One of the project’s more eyebrow-arching merits is that it embraces aspects of modern scientific and anthropological understanding. The humans of the sixth day’s vertical strip are represented like figures in cave drawings, with the artist having been inspired by actual specimens dating back many thousands of years. On a spread displayed nearby, Adam and Eve are shown not in the usual light-skinned, straight-haired Westernized manner but instead more authentically: as ancient people indigenous to Africa, adorned in beads and body paint. Even the serpent is given an exotic makeover, his skin bright red with thin black rings between thinner rings of beige, similar to a coral snake.
This worldliness jibes well with the commissioners’ intention that the Saint John’s Bible be ecumenical—appealing to Christians of many faiths around the world—as well as a sight worth seeing for those who don’t call themselves Christian at all. The Knights of Columbus exhibit focuses more on the people, processes and thinking behind creating each part of this one-of-a-kind Bible than it does on the scripture itself. A fascinating documentary film, viewable in a separate theater room—just ask the attendant at the front desk to cue it up for you—is illuminating indeed and a good thing to watch before jumping into the exhibit-proper. The film offers special slices of heaven when it shows the scribes at work, the tips of their quills leaving behind impossibly exacting streaks of ink.
Out the theater, back through the lobby and down the hall, several rooms of special wood-and-glass cases display the 68 pages the museum has from various parts of the Saint John’s Bible. There are also table cases containing artifacts from the production process and a nifty display holding four historic bibles dating as far back as the year 1500, in part to illustrate the effect the invention of the printing press had on the practice of handwriting scripture, the kind that was resuscitated for this project.
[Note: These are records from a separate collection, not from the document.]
//! Relay signaling protocol.
//!
//! One envelope per logical event, JSON-over-WebSocket. Session descriptions
//! and connectivity candidates are opaque to the relay — it forwards them
//! unmodified and never inspects their contents.
//!
//! ```text
//! ┌─────────────────────────────────────────────────────────────────────┐
//! │                        SIGNALING FLOW                               │
//! ├─────────────────────────────────────────────────────────────────────┤
//! │                                                                     │
//! │  Peer A                    Relay                    Peer B          │
//! │  ──────                    ─────                    ──────          │
//! │                                                                     │
//! │  join{room} ─────────────►                                          │
//! │             ◄───────────── peer-list (to A only)                    │
//! │                            peer-joined ───────────► (others)        │
//! │                                                                     │
//! │  offer{target:B} ────────►  re-stamp sender ──────►                 │
//! │             ◄──────────────────────────────────────  answer         │
//! │  candidate ──────────────► ◄────────────────────────  candidate     │
//! │                                                                     │
//! │  (chat and file chunks never touch the relay — see `channel`)       │
//! │                                                                     │
//! └─────────────────────────────────────────────────────────────────────┘
//! ```

use serde::{Deserialize, Serialize};

/// Sender id stamped on every server-originated message.
pub const SERVER_SENDER: &str = "server";

/// Envelope tags the relay recognizes. Anything else is `UNKNOWN_TYPE`.
const KNOWN_TYPES: &[&str] = &[
    "join",
    "leave",
    "offer",
    "answer",
    "candidate",
    "peer-list",
    "peer-joined",
    "peer-left",
    "error",
    "ping",
    "pong",
];

// ── Envelope ──────────────────────────────────────────────────────────────────

/// A signaling envelope, client↔relay.
///
/// `offer`/`answer`/`candidate` must carry a `target_id`; the relay re-stamps
/// `sender_id` from the authenticated connection, so a client-supplied value
/// is never trusted. `peer-list`/`peer-joined`/`peer-left` are
/// server-originated with `sender_id = "server"`.
#[derive(Debug, Clone, PartialEq, Serialize, Deserialize)]
#[serde(tag = "type", rename_all = "kebab-case")]
pub enum SignalMessage {
    /// Enter a room, creating it if absent.
    Join {
        room_id: String,
        #[serde(default)]
        payload: JoinPayload,
    },

    /// Leave the current room. A `leave` without a prior `join` is a no-op.
    Leave {
        #[serde(default, skip_serializing_if = "Option::is_none")]
        room_id: Option<String>,
    },

    /// Session-description offer, relayed verbatim to `target_id`.
    Offer {
        #[serde(default, skip_serializing_if = "Option::is_none")]
        room_id: Option<String>,
        #[serde(default, skip_serializing_if = "Option::is_none")]
        sender_id: Option<String>,
        #[serde(default, skip_serializing_if = "Option::is_none")]
        target_id: Option<String>,
        payload: serde_json::Value,
    },

    /// Session-description answer, relayed verbatim to `target_id`.
    Answer {
        #[serde(default, skip_serializing_if = "Option::is_none")]
        room_id: Option<String>,
        #[serde(default, skip_serializing_if = "Option::is_none")]
        sender_id: Option<String>,
        #[serde(default, skip_serializing_if = "Option::is_none")]
        target_id: Option<String>,
        payload: serde_json::Value,
    },

    /// Connectivity candidate, relayed verbatim to `target_id`.
    Candidate {
        #[serde(default, skip_serializing_if = "Option::is_none")]
        room_id: Option<String>,
        #[serde(default, skip_serializing_if = "Option::is_none")]
        sender_id: Option<String>,
        #[serde(default, skip_serializing_if = "Option::is_none")]
        target_id: Option<String>,
        payload: serde_json::Value,
    },

    /// Snapshot of the room's other members, sent only to a freshly joined
    /// peer. `target_id` carries the recipient's own server-assigned peer id
    /// so the client learns its identity from the same message.
    PeerList {
        room_id: String,
        sender_id: String,
        #[serde(default, skip_serializing_if = "Option::is_none")]
        target_id: Option<String>,
        payload: Vec<PeerInfo>,
    },

    /// A new member joined the room. Never sent to the member itself — it got
    /// the `peer-list` snapshot instead.
    PeerJoined {
        room_id: String,
        sender_id: String,
        payload: PeerInfo,
    },

    /// A member left the room (explicit leave, transport close, or eviction).
    PeerLeft {
        room_id: String,
        sender_id: String,
        payload: PeerLeftPayload,
    },

    /// Protocol error report. The connection stays open.
    Error { payload: ErrorPayload },

    /// Liveness probe (server → client).
    Ping,

    /// Liveness acknowledgment (client → server).
    Pong,
}

impl SignalMessage {
    /// Build an error envelope from a code, with its canonical message.
    pub fn error(code: ErrorCode) -> Self {
        SignalMessage::Error {
            payload: ErrorPayload {
                message: code.message().to_string(),
                code,
            },
        }
    }
}

// ── Payloads ──────────────────────────────────────────────────────────────────

/// Payload of a `join` envelope.
#[derive(Debug, Clone, Default, PartialEq, Serialize, Deserialize)]
pub struct JoinPayload {
    #[serde(default, skip_serializing_if = "Option::is_none")]
    pub username: Option<String>,
}

/// A room member as seen in `peer-list` and `peer-joined`.
#[derive(Debug, Clone, PartialEq, Eq, Serialize, Deserialize)]
pub struct PeerInfo {
    /// Server-assigned peer id, unique per connection.
    pub id: String,
    #[serde(default, skip_serializing_if = "Option::is_none")]
    pub username: Option<String>,
    /// Unix timestamp (ms) when the peer joined the room.
    pub joined_at: i64,
}

/// Payload of a `peer-left` envelope.
#[derive(Debug, Clone, PartialEq, Serialize, Deserialize)]
pub struct PeerLeftPayload {
    pub peer_id: String,
}

/// Payload of an `error` envelope.
#[derive(Debug, Clone, PartialEq, Serialize, Deserialize)]
pub struct ErrorPayload {
    pub code: ErrorCode,
    pub message: String,
}

/// Protocol error codes. All are recoverable — none closes the connection.
#[derive(Debug, Clone, Copy, PartialEq, Eq, Serialize, Deserialize)]
#[serde(rename_all = "SCREAMING_SNAKE_CASE")]
pub enum ErrorCode {
    InvalidMessage,
    MissingTarget,
    PeerNotFound,
    UnknownType,
}

impl ErrorCode {
    /// Canonical human-readable message for the code.
    pub fn message(self) -> &'static str {
        match self {
            ErrorCode::InvalidMessage => "Message could not be parsed",
            ErrorCode::MissingTarget => "offer/answer/candidate requires a target_id",
            ErrorCode::PeerNotFound => "Target peer is not present in the room",
            ErrorCode::UnknownType => "Unrecognized message type",
        }
    }
}

// ── Parsing ───────────────────────────────────────────────────────────────────

/// Parse an inbound frame, distinguishing malformed JSON / bad fields
/// (`INVALID_MESSAGE`) from a well-formed envelope with an unrecognized tag
/// (`UNKNOWN_TYPE`).
pub fn parse(text: &str) -> Result<SignalMessage, ErrorCode> {
    let value: serde_json::Value =
        serde_json::from_str(text).map_err(|_| ErrorCode::InvalidMessage)?;

    let tag = value
        .get("type")
        .and_then(|t| t.as_str())
        .ok_or(ErrorCode::InvalidMessage)?;

    if !KNOWN_TYPES.contains(&tag) {
        return Err(ErrorCode::UnknownType);
    }

    serde_json::from_value(value).map_err(|_| ErrorCode::InvalidMessage)
}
At the very end of Illuminating the Word, a comment wall invites people to leave some of their own handwriting behind, on pinned-up 3x5s. Some of the notes are religious (“Beautiful. Thank the Lord.”); some aren’t (“Amazing. Stunning. Beautiful!”). Some visitors opted for exposition (“The exhibit is remarkably artsy and enlightened my day and life. I’m truly grateful that I got to take the time to see it with my own two eyes.”); others went for poetry (“I hear the quietness of the work.”).
They’d seen it, and they were putting it into words.
Illuminating the Word: The Saint John’s Bible
at the Knights of Columbus Museum
1 State St, New Haven(map)
Mon-Sun 10am-5pm
http://www.kofcmuseum.org/…
Written by Dan Mims. Image #1-3 provided courtesy of the Knights of Columbus Museum. Images #4-6 photographed by Dan Mims.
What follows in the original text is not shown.